Heute kann sich der Berufsfotograf vor Aufträgen kaum retten. „Ich bin wirklich sehr froh, dass ich die Ausstellung hier in meiner Heimat noch irgendwie zwischen meine ganze Arbeit quetschen konnte.“ Zu den größten Geschäftspartnern des Fotografen zählt der Schokoladenriese „Ritter Sport“. Seit zehn Jahren fotografiert Stöckel die quadratischen Schokoladentafeln für Werbezwecke.

Die Ausstellung widmet sich nicht nur den Werken Stöckels, sondern konzentriert sich ebenso auf die Arbeitsabläufe in seinem Studio in Hamburg und die aufwendige Vorbereitung. „Um das perfekte Schokoladenstück zu finden, bedarf es vier bis fünf Stunden, 40 Tafeln Schokolade und jeder Menge Geduld. Das ist Fummelkram, der mir aber sehr Spaß macht“, berichtet Stöckel von seiner Arbeit im Studio. Professionelle Fotografie ist mehr als ein kurzes „Klick“. Das wird den gut 30 Besuchern der Führung an diesem Abend klar.

Zu seinen bekanntesten Arbeiten gehört die Fotoserie „Eekolt“. Ursrünglich sollten es Pferde für ein kleines Modemagazin werden. Doch aus Zufall entdeckte der Fotograf die seltenen und äußerst scheuen, weißen Hirsche im heimischen Wildpark Eekolt. Nun gehören sie zu seinen bekanntesten Motiven.

Privat fährt der Fotograf gern Mountainbike. „Am besten drei mal die Woche und am liebsten in der heimischen Natur“, die es ihm auch in seiner Jugend schon sehr angetan habe. Entdeckt der Fotograf unterwegs ein spannendes Motiv, das ästhetisch ansprechend ist und sich eventuell sogar als Idee für eine spätere Fotoproduktion eignet, hält er es mit der Kamera oder auf die Schnelle mit seinem Handy fest.

Die Fotoserie „Forest’s Eyes“ entstand in den Wäldern rund um Eutin. Die Bilder zeigen kleine Teiche aus der Vogelperspektive, eingebettet in den braunen, von Blättern bedeckten Waldboden und den Himmel spiegelnd. „Diese Teiche verhalten sich genauso wie die Augen im Gesicht unseres Gegenübers: eingebettet in die umgebende Haut, das Licht reflektierend“, erklärt Stöckel den Namen der Fotoreihe, zu deutsch „Augen des Waldes“.
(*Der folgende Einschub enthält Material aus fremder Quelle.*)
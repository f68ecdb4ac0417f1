use anyhow::{bail, Context, Result};
use clap::Parser;
use openapi_mock_bin::spec::{describe, ingest_document};
use openapi_mock_bin::{load_openapi_document, MockRequest, MockServer, MockServerConfig};
use std::fs;
use std::path::PathBuf;
use tracing::info;
use tracing_subscriber::EnvFilter;

/// Answer a single HTTP request from an OpenAPI document
#[derive(Parser, Debug)]
#[command(name = "openapi-mock-bin", version, about)]
struct Cli {
    /// OpenAPI document (JSON or YAML)
    #[arg(long)]
    spec: PathBuf,

    /// Request method
    #[arg(short = 'X', long, default_value = "GET")]
    method: String,

    /// Request header as 'Name: value'; repeatable
    #[arg(short = 'H', long = "header")]
    headers: Vec<String>,

    /// Request body
    #[arg(short, long)]
    data: Option<String>,

    /// Replace details of unexpected errors with a generic message
    #[arg(long)]
    redact_errors: bool,

    /// Strictly parse the document as OpenAPI 3.0 before serving
    #[arg(long)]
    validate: bool,

    /// Absolute request URL, e.g. http://localhost/pizza/menu
    url: String,
}

fn main() -> Result<()> {
    let cli = Cli::parse();
    init_tracing();

    if cli.validate {
        let bytes = fs::read(&cli.spec)
            .with_context(|| format!("reading {}", cli.spec.display()))?;
        let spec = ingest_document(&bytes)?;
        info!(summary = %describe(&spec), "document is valid OpenAPI 3.0");
    }

    let document = load_openapi_document(&cli.spec)?;
    let config = MockServerConfig {
        expose_error_details: !cli.redact_errors,
        ..MockServerConfig::default()
    };
    let server = MockServer::new(document).with_config(config);

    let mut request = MockRequest::new(cli.method.to_uppercase(), &cli.url)?;
    for header in &cli.headers {
        let Some((name, value)) = header.split_once(':') else {
            bail!("header '{}' is not in 'Name: value' form", header);
        };
        request = request.with_header(name.trim(), value.trim())?;
    }
    if let Some(data) = cli.data {
        request = request.with_body(data);
    }

    let response = server.handle_request(&request);
    println!("HTTP {} {}", response.status, response.reason());
    for (name, value) in response.headers.iter() {
        println!("{}: {}", name, String::from_utf8_lossy(value.as_bytes()));
    }
    println!();
    println!("{}", response.body);

    Ok(())
}

fn init_tracing() {
    let filter = EnvFilter::try_from_default_env()
        .unwrap_or_else(|_| EnvFilter::new("openapi_mock_bin=info"));

    tracing_subscriber::fmt()
        .with_env_filter(filter)
        .with_writer(std::io::stderr)
        .init();
}
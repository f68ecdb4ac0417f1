use crate::error::MockError;
use crate::spec::document::{OpenApiDocument, SchemaNode, SchemaType};
use crate::spec::reference_resolver::ResolveReference;
use crate::validation_helpers::{display_value, index_path, json_type_name, property_path};
use crate::violation_types::{ValidationError, ViolationKind};
use serde_json::Value;

/// Validates JSON values against schema nodes of one document
///
/// Violations accumulate across the whole value. Only a type mismatch stops
/// descent, and only into the mismatched node.
pub struct SchemaValidator<'d> {
    document: &'d OpenApiDocument,
}

impl<'d> SchemaValidator<'d> {
    pub fn new(document: &'d OpenApiDocument) -> Self {
        Self { document }
    }

    /// Validates `data` against `schema`; `path` qualifies reported fields
    pub fn validate(
        &self,
        data: &Value,
        schema: &SchemaNode,
        path: &str,
    ) -> Result<Vec<ValidationError>, MockError> {
        let mut errors = Vec::new();
        self.validate_into(data, schema, path, &mut Vec::new(), &mut errors)?;
        Ok(errors)
    }

    /// `expanding` holds the `$ref`s entered so far with the data path each
    /// was entered at. Meeting one again at the same path means the schema
    /// recurses without consuming any data.
    fn validate_into(
        &self,
        data: &Value,
        schema: &SchemaNode,
        path: &str,
        expanding: &mut Vec<(String, String)>,
        errors: &mut Vec<ValidationError>,
    ) -> Result<(), MockError> {
        let Some(reference) = &schema.reference else {
            return self.validate_node(data, schema, path, expanding, errors);
        };
        if expanding.iter().any(|(seen, at)| seen == reference && at == path) {
            return Err(MockError::CycleDetected(reference.clone()));
        }

        expanding.push((reference.clone(), path.to_string()));
        let result = self.validate_node(data, schema, path, expanding, errors);
        expanding.pop();
        result
    }

    fn validate_node(
        &self,
        data: &Value,
        schema: &SchemaNode,
        path: &str,
        expanding: &mut Vec<(String, String)>,
        errors: &mut Vec<ValidationError>,
    ) -> Result<(), MockError> {
        let schema = schema.resolve(self.document)?;
        let kind = schema.kind();

        if let (Some(kind), Some(declared)) = (kind, schema.schema_type.as_deref()) {
            if !matches_type(data, kind) {
                errors.push(ValidationError::new(
                    ViolationKind::TypeMismatch,
                    path,
                    format!(
                        "Expected type '{}' at path '{}', but got '{}'",
                        declared,
                        path,
                        json_type_name(data)
                    ),
                ));
                return Ok(());
            }
        }

        if let Some(allowed) = &schema.enumeration {
            if !allowed.iter().any(|candidate| values_equal(candidate, data)) {
                let listed: Vec<String> = allowed.iter().map(display_value).collect();
                errors.push(ValidationError::new(
                    ViolationKind::EnumViolation,
                    path,
                    format!(
                        "Value '{}' at path '{}' is not in enum [{}]",
                        display_value(data),
                        path,
                        listed.join(", ")
                    ),
                ));
            }
        }

        match kind {
            Some(SchemaType::Object) => {
                self.validate_object(data, &schema, path, expanding, errors)?
            }
            Some(SchemaType::Array) => match data.as_array() {
                Some(items) => {
                    if let Some(item_schema) = &schema.items {
                        for (i, item) in items.iter().enumerate() {
                            let item_path = index_path(path, i);
                            self.validate_into(item, item_schema, &item_path, expanding, errors)?;
                        }
                    }
                }
                None => errors.push(ValidationError::new(
                    ViolationKind::TypeMismatch,
                    path,
                    format!(
                        "Expected an array at path '{}', but got '{}'",
                        path,
                        json_type_name(data)
                    ),
                )),
            },
            _ => {}
        }

        self.validate_composition(data, &schema, path, expanding, errors)
    }

    fn validate_object(
        &self,
        data: &Value,
        schema: &SchemaNode,
        path: &str,
        expanding: &mut Vec<(String, String)>,
        errors: &mut Vec<ValidationError>,
    ) -> Result<(), MockError> {
        for name in &schema.required {
            if data.get(name).is_none() {
                let field = property_path(path, name);
                errors.push(ValidationError::new(
                    ViolationKind::MissingRequired,
                    field.clone(),
                    format!("Missing required field '{}'", field),
                ));
            }
        }

        if let Some(properties) = &schema.properties {
            for (name, property) in properties {
                if let Some(value) = data.get(name) {
                    let field = property_path(path, name);
                    self.validate_into(value, property, &field, expanding, errors)?;
                }
            }
        }
        Ok(())
    }

    fn validate_composition(
        &self,
        data: &Value,
        schema: &SchemaNode,
        path: &str,
        expanding: &mut Vec<(String, String)>,
        errors: &mut Vec<ValidationError>,
    ) -> Result<(), MockError> {
        if let Some(branches) = &schema.all_of {
            for branch in branches {
                self.validate_into(data, branch, path, expanding, errors)?;
            }
        }

        for (keyword, branches) in [("anyOf", &schema.any_of), ("oneOf", &schema.one_of)] {
            let Some(branches) = branches else { continue };
            if branches.is_empty() {
                continue;
            }
            let mut matched = false;
            for branch in branches {
                let mut branch_errors = Vec::new();
                self.validate_into(data, branch, path, expanding, &mut branch_errors)?;
                if branch_errors.is_empty() {
                    matched = true;
                    break;
                }
            }
            if !matched {
                errors.push(ValidationError::new(
                    ViolationKind::CompositionMismatch,
                    path,
                    format!(
                        "Value at path '{}' does not match any schema in {}",
                        path, keyword
                    ),
                ));
            }
        }
        Ok(())
    }
}

/// Runtime type check; `integer` accepts only whole numbers
pub fn matches_type(data: &Value, kind: SchemaType) -> bool {
    match kind {
        SchemaType::String => data.is_string(),
        SchemaType::Number => data.as_f64().map_or(false, f64::is_finite),
        SchemaType::Integer => {
            data.is_i64()
                || data.is_u64()
                || data.as_f64().map_or(false, |n| n.is_finite() && n.fract() == 0.0)
        }
        SchemaType::Boolean => data.is_boolean(),
        SchemaType::Object => data.is_object(),
        SchemaType::Array => data.is_array(),
        SchemaType::Null => data.is_null(),
        SchemaType::Unknown => false,
    }
}

/// Equality where `1` and `1.0` are the same number
fn values_equal(a: &Value, b: &Value) -> bool {
    match (a, b) {
        (Value::Number(x), Value::Number(y)) => x == y || x.as_f64() == y.as_f64(),
        _ => a == b,
    }
}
Sein nächstes Projekt hat Stöckel schon vor Augen. Ein Fotowettbewerb des Nürnberger Menschenrechtszentrums. „Nicht weil es mir darum geht, den Wettbewerb zu gewinnen, sondern weil Menschenrechte ein sehr spannendes und vor allem wichtiges Thema sind.“ Der Mensch lebt eben nicht vom Brot allein.

> Die Ausstellung „The Making of“ ist noch bis Sonntag, 26. November, im Ostholstein-Museum zu sehen.